In this case, the employer ran a residential drug treatment facility. The employee who sued was one of the center’s on-call substance abuse counselors. The counselor’s immediate supervisor was a woman, and that supervisor reported to the facility’s director, who was a gay man. The counselor suffered what she believed was several forms of mistreatment that would eventually form the basis of her lawsuit. She claimed that the director left her on staff as a non-permanent employee for a year, even though the employer’s policies called for her to be made a permanent employee after 90 days.
Additionally, she claimed that the director, as part of an investigation into the counselor’s alleged wrongdoing, asked for her cell phone records under the pretense that the employer wanted them, but the head of human resources told her that this was untrue. The director also rudely called her nicknames, like “Boo Boo,” “Ms. Thang,” and “Fish.” These were just some of many instances in which, according to the counselor, the director treated her more poorly than certain other employees. Eventually, the facility terminated the director and made the counselor a permanent employee.

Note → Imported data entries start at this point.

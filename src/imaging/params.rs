//! Parameter types for image operations.
//!
//! - [`Sharpness`]: server-side sharpening strength (0–20). Clamped on construction.
//! - [`TargetSize`]: output canvas dimensions (1080×1080 in production).

use serde::{Deserialize, Serialize};

/// Sharpening strength requested from the CDN transform (0–20).
///
/// Zero means "no sharpening": it never triggers proxying and never adds a
/// transform segment to the URL.
#[derive(Debug, Clone, Copy, Default, PartialEq, Eq, Serialize, Deserialize)]
#[serde(from = "u8", into = "u8")]
pub struct Sharpness(u8);

impl Sharpness {
    pub const MAX: u8 = 20;

    pub fn new(value: u8) -> Self {
        Self(value.min(Self::MAX))
    }

    pub fn value(self) -> u8 {
        self.0
    }

    /// Whether a sharpening transform should be applied at all.
    pub fn is_active(self) -> bool {
        self.0 > 0
    }
}

impl From<u8> for Sharpness {
    fn from(value: u8) -> Self {
        Self::new(value)
    }
}

impl From<Sharpness> for u8 {
    fn from(value: Sharpness) -> Self {
        value.0
    }
}

/// Output canvas size.
#[derive(Debug, Clone, Copy, PartialEq, Eq, Serialize, Deserialize)]
#[serde(default, deny_unknown_fields)]
pub struct TargetSize {
    pub width: u32,
    pub height: u32,
}

impl TargetSize {
    pub fn square(side: u32) -> Self {
        Self {
            width: side,
            height: side,
        }
    }
}

impl Default for TargetSize {
    fn default() -> Self {
        Self::square(1080)
    }
}
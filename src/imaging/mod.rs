//! Image primitives: pure Rust, no system libraries.
//!
//! | Operation | Crate / function |
//! |---|---|
//! | **Identify / decode** | `image::ImageReader` behind [`ImageBackend`] |
//! | **Crop + scale** | `imageops::crop_imm` + `imageops::resize` (Lanczos3) |
//! | **Overlay** | `imageops::overlay` (alpha blend) |
//! | **Caption text** | `font8x8` bitmap glyphs |
//! | **Encode** | PNG via `image::codecs::png` |
//!
//! The module is split into:
//! - **Calculations**: Pure functions for crop geometry and thresholds (unit testable)
//! - **Parameters**: Sharpness and target size
//! - **Backend**: [`ImageBackend`] trait + [`RustBackend`]
//! - **Text**: placeholder caption drawing

pub mod backend;
mod calculations;
mod params;
pub mod rust_backend;
pub mod text;

pub use backend::{BackendError, Dimensions, ImageBackend};
pub use calculations::{
    CropPlacement, PixelRect, auto_adjust_crop, clamp_crop, default_crop, display_name,
    is_low_resolution, place_crop, sample_columns, scan_row_count,
};
pub use params::{Sharpness, TargetSize};
pub use rust_backend::{RustBackend, encode_png};
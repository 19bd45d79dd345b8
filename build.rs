//! Embeds the git revision so `--version` can tell release builds from dev builds.

use std::process::{Command, Output};

fn git(args: &[&str]) -> Option<Output> {
    Command::new("git")
        .args(args)
        .output()
        .ok()
        .filter(|o| o.status.success())
}

fn main() {
    println!("cargo:rerun-if-changed=.git/HEAD");
    println!("cargo:rerun-if-changed=.git/refs/");

    let hash = git(&["rev-parse", "--short", "HEAD"])
        .map(|o| String::from_utf8_lossy(&o.stdout).trim().to_string())
        .unwrap_or_default();
    let on_tag = git(&["describe", "--exact-match", "--tags", "HEAD"]).is_some();

    println!("cargo:rustc-env=GIT_HASH={hash}");
    println!("cargo:rustc-env=ON_RELEASE_TAG={on_tag}");
}
//! Shared data model used across the analysis and compositing pipeline.
//!
//! These types cross the boundary to the (out-of-crate) gallery and preview
//! UIs as JSON, so field names serialize in camelCase. A source photograph is
//! identified by its URL string throughout; every map in this module is keyed
//! by that string.

use crate::imaging::Sharpness;
use serde::{Deserialize, Serialize};
use std::collections::BTreeMap;

/// A crop rectangle in source-image pixel coordinates.
///
/// Coordinates are fractional: the auto-adjust routine and the interactive
/// crop editor both produce non-integral rectangles. `width == height` is the
/// operating assumption for square output but is not enforced here.
#[derive(Debug, Clone, Copy, PartialEq, Serialize, Deserialize)]
pub struct CropArea {
    pub x: f64,
    pub y: f64,
    pub width: f64,
    pub height: f64,
}

/// Pan offset reported by the crop editor.
#[derive(Debug, Clone, Copy, Default, PartialEq, Serialize, Deserialize)]
pub struct Point {
    pub x: f64,
    pub y: f64,
}

/// Per-image edit state owned by the caller's edit session.
///
/// `cropped_area_pixels == None` means no crop has been confirmed yet and the
/// compositor falls back to a centered square.
#[derive(Debug, Clone, PartialEq, Serialize, Deserialize)]
#[serde(rename_all = "camelCase")]
pub struct ImageEditState {
    #[serde(default)]
    pub crop: Point,
    #[serde(default = "default_zoom")]
    pub zoom: f64,
    #[serde(default)]
    pub cropped_area_pixels: Option<CropArea>,
    #[serde(default, skip_serializing_if = "Option::is_none")]
    pub sharpness: Option<Sharpness>,
    #[serde(default, skip_serializing_if = "std::ops::Not::not")]
    pub auto_adjusted: bool,
}

fn default_zoom() -> f64 {
    1.0
}

impl ImageEditState {
    /// A manually confirmed crop. A zero sharpness is not stored.
    pub fn manual(crop: Point, zoom: f64, area: CropArea, sharpness: Option<Sharpness>) -> Self {
        Self {
            crop,
            zoom,
            cropped_area_pixels: Some(area),
            sharpness: sharpness.filter(|s| s.is_active()),
            auto_adjusted: false,
        }
    }

    /// Whether a crop has been confirmed (manually or by auto-adjust).
    pub fn has_confirmed_crop(&self) -> bool {
        self.cropped_area_pixels.is_some()
    }
}

/// Pre-flight verdict for one source image.
///
/// `None` fields mean "not analysed or indeterminate", which is distinct from
/// `Some(false)` ("checked, not flagged"). Callers must not conflate the two.
#[derive(Debug, Clone, Copy, Default, PartialEq, Eq, Serialize, Deserialize)]
#[serde(rename_all = "camelCase")]
pub struct ImageAnalysisResult {
    #[serde(default, skip_serializing_if = "Option::is_none")]
    pub has_significant_strips: Option<bool>,
    #[serde(default, skip_serializing_if = "Option::is_none")]
    pub is_potentially_low_resolution: Option<bool>,
    #[serde(default, skip_serializing_if = "Option::is_none")]
    pub natural_width: Option<u32>,
    #[serde(default, skip_serializing_if = "Option::is_none")]
    pub natural_height: Option<u32>,
}

impl ImageAnalysisResult {
    /// Every field unset: the image could not be inspected.
    pub fn indeterminate() -> Self {
        Self::default()
    }

    pub fn is_indeterminate(&self) -> bool {
        *self == Self::default()
    }

    /// Natural dimensions, when both are known.
    pub fn dimensions(&self) -> Option<(u32, u32)> {
        Some((self.natural_width?, self.natural_height?))
    }

    /// Clear both warning flags once the user (or auto-adjust) has handled
    /// the image. Dimensions are retained.
    pub fn mark_handled(&mut self) {
        self.has_significant_strips = Some(false);
        self.is_potentially_low_resolution = Some(false);
    }
}

/// An agent whose overlay card is composited onto the first image.
#[derive(Debug, Clone, PartialEq, Eq, Serialize, Deserialize)]
#[serde(rename_all = "camelCase")]
pub struct Agent {
    pub id: String,
    pub name: String,
    /// URL of a full-canvas transparent overlay image.
    pub overlay_image: String,
}

/// A team whose logo overlay is composited onto the first image.
#[derive(Debug, Clone, PartialEq, Eq, Serialize, Deserialize)]
#[serde(rename_all = "camelCase")]
pub struct Team {
    pub id: String,
    pub name: String,
    /// URL of a full-canvas transparent overlay logo.
    pub overlay_logo: String,
}

/// At most one branding overlay per package.
#[derive(Debug, Clone, PartialEq, Eq, Serialize, Deserialize)]
#[serde(tag = "kind", rename_all = "camelCase")]
pub enum BrandingOverlay {
    Agent(Agent),
    Team(Team),
}

impl BrandingOverlay {
    /// Pick the overlay from an agent/team selection. Agent wins when both
    /// are present.
    pub fn choose(agent: Option<Agent>, team: Option<Team>) -> Option<Self> {
        agent.map(Self::Agent).or_else(|| team.map(Self::Team))
    }

    pub fn overlay_url(&self) -> &str {
        match self {
            Self::Agent(agent) => &agent.overlay_image,
            Self::Team(team) => &team.overlay_logo,
        }
    }

    /// Short label for log lines.
    pub fn kind(&self) -> &'static str {
        match self {
            Self::Agent(_) => "agent",
            Self::Team(_) => "team",
        }
    }
}

/// Outcome of one package generation.
///
/// `successful_images` always has one PNG data URL per requested image, in
/// request order. Failed sources are represented by an error placeholder, and
/// their URLs are also listed in `failed_image_original_urls`.
#[derive(Debug, Clone, Default, PartialEq, Serialize, Deserialize)]
#[serde(rename_all = "camelCase")]
pub struct PackageResult {
    pub successful_images: Vec<String>,
    pub failed_image_original_urls: Vec<String>,
    pub image_analysis: BTreeMap<String, ImageAnalysisResult>,
}

impl PackageResult {
    pub fn has_failures(&self) -> bool {
        !self.failed_image_original_urls.is_empty()
    }
}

With this evidence, the counselor brought a lawsuit under the FEHA, arguing that she suffered from gender and sexual orientation discrimination. The crux of her lawsuit was a somewhat novel argument, which was that the director treated all male employees and lesbian female employees well but engaged in pervasive discrimination against heterosexual women.
The trial court sided with the facility, issuing a summary judgment in its favor. The counselor, it stated, failed to prove that she suffered any adverse employment action and also didn’t demonstrate a “link between protected activity and any adverse employment action.”
The employee appealed, and her appeal was successful. Contrary to the trial court’s conclusion, the counselor’s claims were enough to meet the legal standards for a prima facie case of discriminatory motive on the employer’s part. She had declarations from other employees stating how the director treated male employees hired around the same time as the plaintiff better than he treated her. She also had evidence that related to instances in which the director treated men better than heterosexual women and other circumstances in which he treated lesbian women better than heterosexual women. When all of this was added up, the counselor had enough to possibly persuade a reasonable jury that the director treated homosexuals and men better than straight women and did so with “discriminatory animus.”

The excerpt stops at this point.